An Exhibit of Diversity, Community, Humanity and Environment
"Transforming Life Though Dance"
As a pioneer of Post Modern Dance, she was interested in the importance of personal creativity and the collaborative process and the creation of an art of everyday life.
A diagnosis of cancer at the age of 50 shifted her focus.
Investigating and healing her own disease lead to the evolution of the
"Life/Art Process" and inspired workshops dedicated to therapeutic,
transformational, and psychological needs. Using tools of the body,
movement, dialogue, voice, drawing, improvisation, performance, and
reflection, she was able to provoke others to explore themselves and
use art as a therapy to heal themselves.
Her use of dance as her compass through the stages of life from youth into old age and the stages of the profession from dancer, choreographer, teacher, performance theorist, community leader, healer, wife, mother, cancer survivor, and ultimately dancing Elder -- has proved inspirational to generations of dancers, teachers, healthcare providers, and expressive art therapists.

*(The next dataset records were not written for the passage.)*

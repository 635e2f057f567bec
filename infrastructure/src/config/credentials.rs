//! Startup configuration errors and API key resolution

use super::file_config::FileGeminiConfig;
use solar_domain::ConfigIssue;
use thiserror::Error;

/// Faults that stop the process before any interaction is served
#[derive(Error, Debug)]
pub enum ConfigError {
    #[error("Gemini API key not found: set the {env_var} environment variable (or add it to .env)")]
    MissingApiKey { env_var: String },

    #[error("Failed to load configuration: {0}")]
    Load(#[from] Box<figment::Error>),

    #[error("Invalid configuration:\n{0}")]
    Invalid(String),
}

impl ConfigError {
    /// Build an `Invalid` error from the fatal issues, if any.
    pub fn from_issues(issues: &[ConfigIssue]) -> Option<Self> {
        let errors: Vec<&str> = issues
            .iter()
            .filter(|i| i.is_error())
            .map(|i| i.message.as_str())
            .collect();
        if errors.is_empty() {
            None
        } else {
            Some(ConfigError::Invalid(format!("  - {}", errors.join("\n  - "))))
        }
    }
}

/// Resolve the Gemini API key.
///
/// The environment variable named by `api_key_env` wins; the direct
/// `api_key` setting is the fallback. Blank values count as missing.
pub fn resolve_api_key(config: &FileGeminiConfig) -> Result<String, ConfigError> {
    let from_env = std::env::var(&config.api_key_env)
        .ok()
        .filter(|v| !v.trim().is_empty());

    from_env
        .or_else(|| {
            config
                .api_key
                .clone()
                .filter(|v| !v.trim().is_empty())
        })
        .ok_or_else(|| ConfigError::MissingApiKey {
            env_var: config.api_key_env.clone(),
        })
}

#[cfg(test)]
mod tests {
    use super::*;
    use figment::Jail;
    use solar_domain::ConfigIssueCode;

    fn config_with_env(env: &str) -> FileGeminiConfig {
        FileGeminiConfig {
            api_key_env: env.to_string(),
            ..Default::default()
        }
    }

    #[test]
    fn test_key_from_environment() {
        Jail::expect_with(|jail| {
            jail.set_env("SOLAR_TEST_KEY_A", "abc123");
            let key = resolve_api_key(&config_with_env("SOLAR_TEST_KEY_A"))
                .map_err(|e| e.to_string())?;
            assert_eq!(key, "abc123");
            Ok(())
        });
    }

    #[test]
    fn test_environment_wins_over_direct_key() {
        Jail::expect_with(|jail| {
            jail.set_env("SOLAR_TEST_KEY_B", "from-env");
            let config = FileGeminiConfig {
                api_key: Some("from-file".to_string()),
                ..config_with_env("SOLAR_TEST_KEY_B")
            };
            assert_eq!(resolve_api_key(&config).map_err(|e| e.to_string())?, "from-env");
            Ok(())
        });
    }

    #[test]
    fn test_direct_key_fallback() {
        let config = FileGeminiConfig {
            api_key: Some("from-file".to_string()),
            ..config_with_env("SOLAR_TEST_KEY_UNSET_C")
        };
        assert_eq!(resolve_api_key(&config).unwrap(), "from-file");
    }

    #[test]
    fn test_empty_key_is_missing() {
        Jail::expect_with(|jail| {
            jail.set_env("SOLAR_TEST_KEY_D", "");
            let err = resolve_api_key(&config_with_env("SOLAR_TEST_KEY_D")).unwrap_err();
            assert!(
                matches!(&err, ConfigError::MissingApiKey { env_var } if env_var == "SOLAR_TEST_KEY_D")
            );
            assert!(err.to_string().contains("SOLAR_TEST_KEY_D"));
            Ok(())
        });
    }

    #[test]
    fn test_from_issues_ignores_warnings() {
        let warning = ConfigIssue::warning(
            ConfigIssueCode::UnknownModel {
                model: "gemini-exp".to_string(),
            },
            "unknown model",
        );
        assert!(ConfigError::from_issues(std::slice::from_ref(&warning)).is_none());

        let error = ConfigIssue::error(
            ConfigIssueCode::EmptyModelName {
                field: "model.name".to_string(),
            },
            "model.name: model name cannot be empty",
        );
        let err = ConfigError::from_issues(&[warning, error]).unwrap();
        assert!(err.to_string().contains("model.name: model name cannot be empty"));
        assert!(!err.to_string().contains("unknown model"));
    }
}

Through her performing and teaching which she continues in her 90s Halprin created the groundwork for redefinition of American modern dance as a contemporary ritual and a forum for the artist as a morally, psychologically and socially engaged individual.
Anna was awarded for her lifetime achievement as a dancer by both The Association of Theater Movement Educators in 2005 and by the Samuel H. Scripps/American Dance Festival in 1997.
Halprin is an early pioneer in the expressive arts healing movement. She has led countless collaborative dance programs with terminally ill patients, long committed to a belief in the connection between movement and the healing power of dance.
Halprin has also investigated numerous social issues through dance and through theatrical innovations.
At the time I photographed Anna for this painting in 2006, she was 87. Anna is the second generation of Lithuanian immigrants who fled Eastern Europe at the turn of the century.